Introduction to rtweet: Collecting Twitter data
Michael W. Kearney May 25, 2017
Getting started with Twitter data
Twitter data were already trendy, but the unpresidented 2016 U.S. election has escalated things to a fever pitch. One of the biggest drivers of the trend is the widespread availability of Twitter data. Twitter makes much of its user-generated data freely available to the public via Application Program Interfaces (APIs). APIs refer to sets of protocols and procedures for interacting with sites. Twitter maintains several APIs. The two most condusive to data collection are the REST API and the stream API, both of which I describe below.
Twitter’s REST API provides a set of protocols for exploring and interacting with Twitter data related to user statuses (tweets), user profiles and timelines, and user network connections. The data are restful in that they have been archived by Twitter. Navigating these resting endpoints can, at times, be resource intensive, but it also makes it possible to perform highly complex and specific queries.
Twitter data not yet archived and accessible via the REST API can be accessed using Twitter’s stream API. As its name suggests, the stream API provides users with a live stream of Twitter data. Because the data are streamed, or pushed, to the user, the stream API reduces overhead associated with performing queries on archived data sources.
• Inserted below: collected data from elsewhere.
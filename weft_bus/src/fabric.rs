use crate::{Envelope, MessageHandler, Subscription, Topic, TopicPattern};
use async_trait::async_trait;
use std::sync::Arc;
use thiserror::Error;

/// The outbound half of the broker abstraction.
///
/// A published envelope is delivered **at least once** to every distinct
/// subscription whose pattern matches the topic. Ordering between distinct
/// topics is unspecified; within one `(topic, subscription name)` tuple the
/// order is best-effort FIFO and is preserved as long as a single broker
/// connection is used.
#[async_trait]
pub trait Publish: Send + Sync {
    /// Publishes the given envelope on the given topic.
    ///
    /// The call suspends while the transport hands the message over (e.g.
    /// while re-establishing a broker connection), but never blocks a worker
    /// thread.
    async fn publish(&self, topic: &Topic, envelope: Envelope) -> Result<(), PublishError>;
}

/// The inbound half of the broker abstraction.
#[async_trait]
pub trait Subscribe: Send + Sync {
    /// Registers a durable consumer group under the given subscription name.
    ///
    /// Two subscriptions sharing a name compete for messages; different
    /// names each receive every matching message (fan-out). The returned
    /// [`Subscription`] handle owns the consumer lifetime:
    /// [dispose](Subscription::dispose) unregisters the consumer and drains
    /// in-flight work, idempotently.
    async fn subscribe(
        &self,
        pattern: TopicPattern,
        subscription_name: &str,
        handler: Arc<dyn MessageHandler>,
    ) -> Result<Subscription, SubscribeError>;
}

/// Represents failure to publish an envelope.
#[derive(Error, Debug)]
pub enum PublishError {
    /// The fabric has entered its spindown phase; no further messages are
    /// accepted.
    #[error("refused to publish a message: the fabric is shutting down")]
    ShuttingDown,
    /// The transport could not hand the message to the broker.
    #[error("failed to hand a message to the broker: {0}")]
    Transport(String),
}

/// Represents failure to register a subscription.
#[derive(Error, Debug)]
pub enum SubscribeError {
    /// The fabric has entered its spindown phase; no further subscriptions
    /// are accepted.
    #[error("refused to register a subscription: the fabric is shutting down")]
    ShuttingDown,
    /// The transport could not set up the broker-side consumer.
    #[error("failed to register a broker consumer: {0}")]
    Transport(String),
}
This makes it possible to collect large amounts of data very quickly and with relatively little strain on computational resources. The downside to the stream API is that it is limited to prospective (tracking, monitoring, etc.) but not retrospective (surveying, searching, etc.) queries.
Installing rtweet
Install from CRAN using install.packages
.
## install from CRAN
install.packages("rtweet")
Alternatively, install the most recent [development] version from Github using install_github
(from the devtools package).
## install from Github (dev version)
if (!"devtools" %in% installed.packages()) {
install.packages("devtools")
}
devtools::install_github("mkearney/rtweet", build_vignettes = TRUE)
API authorization
I’ve tried to make the API token [oauth] process as painless as possible. That’s why I’ve included the “auth” vignette, which ships with the package and contains step-by-step instructions on how to create and manage your Twitter API token. The vignette also includes instructions for saving a token as an environment variable, which automates the token-loading process for all future sessions (at least, for the machine you’re using). View the authorization vignette online or enter the following code into your R console to load the vignette locally:
## Open Twitter token vignette in web browser.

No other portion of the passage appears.